Collected data entries
========================

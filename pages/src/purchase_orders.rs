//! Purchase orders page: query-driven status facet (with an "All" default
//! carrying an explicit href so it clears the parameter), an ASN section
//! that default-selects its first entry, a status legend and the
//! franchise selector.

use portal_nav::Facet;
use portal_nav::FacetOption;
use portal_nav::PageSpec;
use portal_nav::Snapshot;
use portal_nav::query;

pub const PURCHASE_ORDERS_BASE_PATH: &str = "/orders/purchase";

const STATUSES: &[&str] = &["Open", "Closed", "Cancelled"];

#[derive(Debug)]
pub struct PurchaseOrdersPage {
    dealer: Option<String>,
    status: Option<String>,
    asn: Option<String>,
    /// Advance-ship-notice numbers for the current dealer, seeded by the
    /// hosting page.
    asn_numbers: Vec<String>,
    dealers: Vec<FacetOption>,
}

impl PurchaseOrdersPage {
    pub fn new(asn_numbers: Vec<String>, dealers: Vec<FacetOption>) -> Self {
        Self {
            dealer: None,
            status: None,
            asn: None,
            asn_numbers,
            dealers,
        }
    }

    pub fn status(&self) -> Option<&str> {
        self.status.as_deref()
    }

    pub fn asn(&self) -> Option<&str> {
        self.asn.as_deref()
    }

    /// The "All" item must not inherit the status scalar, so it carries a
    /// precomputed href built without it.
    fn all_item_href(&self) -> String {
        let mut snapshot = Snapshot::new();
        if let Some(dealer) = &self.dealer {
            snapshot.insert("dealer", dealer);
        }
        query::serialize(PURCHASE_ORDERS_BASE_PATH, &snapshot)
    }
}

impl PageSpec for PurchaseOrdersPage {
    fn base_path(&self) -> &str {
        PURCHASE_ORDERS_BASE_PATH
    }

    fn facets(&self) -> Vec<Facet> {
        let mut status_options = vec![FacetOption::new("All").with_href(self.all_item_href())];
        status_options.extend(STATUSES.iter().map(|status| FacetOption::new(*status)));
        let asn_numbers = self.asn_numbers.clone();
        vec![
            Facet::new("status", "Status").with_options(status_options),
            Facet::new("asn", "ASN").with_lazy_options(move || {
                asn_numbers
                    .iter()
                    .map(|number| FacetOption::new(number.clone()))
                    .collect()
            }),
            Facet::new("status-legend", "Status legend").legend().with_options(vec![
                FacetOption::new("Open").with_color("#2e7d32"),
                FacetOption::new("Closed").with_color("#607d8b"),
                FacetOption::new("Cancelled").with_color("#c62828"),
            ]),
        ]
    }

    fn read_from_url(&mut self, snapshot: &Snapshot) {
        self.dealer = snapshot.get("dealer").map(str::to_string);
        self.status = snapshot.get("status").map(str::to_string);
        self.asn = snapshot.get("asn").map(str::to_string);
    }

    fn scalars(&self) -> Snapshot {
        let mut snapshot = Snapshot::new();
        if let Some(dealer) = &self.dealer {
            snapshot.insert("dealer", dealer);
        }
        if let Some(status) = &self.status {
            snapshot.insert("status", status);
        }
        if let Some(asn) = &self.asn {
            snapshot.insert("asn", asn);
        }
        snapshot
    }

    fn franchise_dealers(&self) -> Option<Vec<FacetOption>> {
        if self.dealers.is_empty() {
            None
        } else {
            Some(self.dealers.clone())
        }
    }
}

========================

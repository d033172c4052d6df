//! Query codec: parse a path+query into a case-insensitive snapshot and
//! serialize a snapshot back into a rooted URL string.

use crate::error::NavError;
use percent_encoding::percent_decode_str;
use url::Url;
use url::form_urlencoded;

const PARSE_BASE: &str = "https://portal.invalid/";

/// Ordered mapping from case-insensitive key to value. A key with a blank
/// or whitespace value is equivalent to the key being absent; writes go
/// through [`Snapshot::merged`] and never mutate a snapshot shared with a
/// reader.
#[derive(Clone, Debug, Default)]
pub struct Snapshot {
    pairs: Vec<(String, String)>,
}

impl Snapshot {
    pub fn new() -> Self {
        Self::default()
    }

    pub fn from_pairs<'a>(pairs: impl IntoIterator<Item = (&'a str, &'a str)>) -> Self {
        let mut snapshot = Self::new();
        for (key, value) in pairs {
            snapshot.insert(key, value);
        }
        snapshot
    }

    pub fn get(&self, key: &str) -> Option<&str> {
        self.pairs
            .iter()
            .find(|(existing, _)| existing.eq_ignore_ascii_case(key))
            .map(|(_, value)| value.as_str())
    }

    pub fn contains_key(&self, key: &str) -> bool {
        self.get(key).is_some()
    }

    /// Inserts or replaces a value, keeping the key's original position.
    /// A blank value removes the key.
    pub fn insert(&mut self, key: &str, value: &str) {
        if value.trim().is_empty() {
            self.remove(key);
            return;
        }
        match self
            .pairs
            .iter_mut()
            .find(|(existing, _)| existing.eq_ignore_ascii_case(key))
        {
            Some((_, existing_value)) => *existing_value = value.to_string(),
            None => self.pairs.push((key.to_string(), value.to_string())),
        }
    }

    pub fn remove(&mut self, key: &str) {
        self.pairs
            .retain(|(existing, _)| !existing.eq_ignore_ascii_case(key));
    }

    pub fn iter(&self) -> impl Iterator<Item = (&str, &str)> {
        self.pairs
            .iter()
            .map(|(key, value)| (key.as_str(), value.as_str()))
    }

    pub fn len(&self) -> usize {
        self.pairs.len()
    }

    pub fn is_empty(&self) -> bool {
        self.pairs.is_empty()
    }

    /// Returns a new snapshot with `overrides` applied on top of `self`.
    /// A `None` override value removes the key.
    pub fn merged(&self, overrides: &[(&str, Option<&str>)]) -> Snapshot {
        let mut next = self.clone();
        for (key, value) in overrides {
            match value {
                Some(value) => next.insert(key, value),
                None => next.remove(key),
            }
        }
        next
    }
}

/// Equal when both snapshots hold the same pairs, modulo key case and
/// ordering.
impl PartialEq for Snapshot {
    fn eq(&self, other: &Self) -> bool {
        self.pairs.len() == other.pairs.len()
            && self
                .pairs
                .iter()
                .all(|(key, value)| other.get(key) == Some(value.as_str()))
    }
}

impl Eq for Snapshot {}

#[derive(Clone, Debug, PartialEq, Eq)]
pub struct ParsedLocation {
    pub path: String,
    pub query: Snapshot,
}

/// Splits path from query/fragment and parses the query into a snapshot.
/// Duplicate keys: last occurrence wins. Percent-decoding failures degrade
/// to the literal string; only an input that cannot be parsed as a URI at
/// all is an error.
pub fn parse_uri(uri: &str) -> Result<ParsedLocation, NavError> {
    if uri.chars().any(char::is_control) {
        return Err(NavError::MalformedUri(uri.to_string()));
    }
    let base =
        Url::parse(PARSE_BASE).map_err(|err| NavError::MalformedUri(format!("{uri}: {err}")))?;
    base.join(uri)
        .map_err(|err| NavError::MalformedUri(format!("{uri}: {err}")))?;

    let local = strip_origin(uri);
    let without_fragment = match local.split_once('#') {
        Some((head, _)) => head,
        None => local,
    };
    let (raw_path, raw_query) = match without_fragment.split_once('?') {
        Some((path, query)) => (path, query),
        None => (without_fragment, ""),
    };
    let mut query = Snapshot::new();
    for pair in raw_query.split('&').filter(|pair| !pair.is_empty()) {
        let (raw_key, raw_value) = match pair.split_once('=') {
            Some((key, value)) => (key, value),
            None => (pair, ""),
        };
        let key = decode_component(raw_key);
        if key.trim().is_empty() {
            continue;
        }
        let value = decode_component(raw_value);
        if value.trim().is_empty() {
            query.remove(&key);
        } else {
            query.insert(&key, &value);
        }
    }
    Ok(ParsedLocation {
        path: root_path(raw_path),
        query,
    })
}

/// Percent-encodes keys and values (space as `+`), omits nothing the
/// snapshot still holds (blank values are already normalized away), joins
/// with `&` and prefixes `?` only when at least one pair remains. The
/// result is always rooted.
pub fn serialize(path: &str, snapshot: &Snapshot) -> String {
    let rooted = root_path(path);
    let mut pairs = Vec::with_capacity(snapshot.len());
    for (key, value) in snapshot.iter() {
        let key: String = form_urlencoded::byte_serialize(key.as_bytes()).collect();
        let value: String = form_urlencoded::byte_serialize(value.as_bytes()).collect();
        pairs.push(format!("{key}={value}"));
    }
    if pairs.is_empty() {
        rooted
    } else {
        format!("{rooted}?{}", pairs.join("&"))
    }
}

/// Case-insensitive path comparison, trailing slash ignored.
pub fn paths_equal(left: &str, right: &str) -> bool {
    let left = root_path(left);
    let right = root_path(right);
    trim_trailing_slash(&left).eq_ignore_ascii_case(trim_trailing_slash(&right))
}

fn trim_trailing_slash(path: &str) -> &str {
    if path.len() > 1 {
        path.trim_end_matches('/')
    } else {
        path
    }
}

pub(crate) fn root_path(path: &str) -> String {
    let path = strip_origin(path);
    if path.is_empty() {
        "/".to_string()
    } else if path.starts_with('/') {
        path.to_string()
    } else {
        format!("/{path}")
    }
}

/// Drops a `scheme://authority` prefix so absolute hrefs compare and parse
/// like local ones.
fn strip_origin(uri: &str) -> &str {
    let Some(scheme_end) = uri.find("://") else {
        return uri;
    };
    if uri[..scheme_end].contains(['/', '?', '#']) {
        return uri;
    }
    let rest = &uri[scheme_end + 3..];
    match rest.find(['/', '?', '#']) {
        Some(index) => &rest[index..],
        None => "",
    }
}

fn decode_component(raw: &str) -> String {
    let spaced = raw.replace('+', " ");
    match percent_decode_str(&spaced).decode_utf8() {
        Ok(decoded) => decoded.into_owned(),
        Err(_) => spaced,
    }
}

========================

Task prompt = Every line above from the line with "pair remains. The" to the line with "else if path.starts_with('/')" is wanted, ends included; write them out exactly and add no other line.

Your response =
/// with `&` and prefixes `?` only when at least one pair remains. The
/// result is always rooted.
pub fn serialize(path: &str, snapshot: &Snapshot) -> String {
    let rooted = root_path(path);
    let mut pairs = Vec::with_capacity(snapshot.len());
    for (key, value) in snapshot.iter() {
        let key: String = form_urlencoded::byte_serialize(key.as_bytes()).collect();
        let value: String = form_urlencoded::byte_serialize(value.as_bytes()).collect();
        pairs.push(format!("{key}={value}"));
    }
    if pairs.is_empty() {
        rooted
    } else {
        format!("{rooted}?{}", pairs.join("&"))
    }
}

/// Case-insensitive path comparison, trailing slash ignored.
pub fn paths_equal(left: &str, right: &str) -> bool {
    let left = root_path(left);
    let right = root_path(right);
    trim_trailing_slash(&left).eq_ignore_ascii_case(trim_trailing_slash(&right))
}

fn trim_trailing_slash(path: &str) -> &str {
    if path.len() > 1 {
        path.trim_end_matches('/')
    } else {
        path
    }
}

pub(crate) fn root_path(path: &str) -> String {
    let path = strip_origin(path);
    if path.is_empty() {
        "/".to_string()
    } else if path.starts_with('/') {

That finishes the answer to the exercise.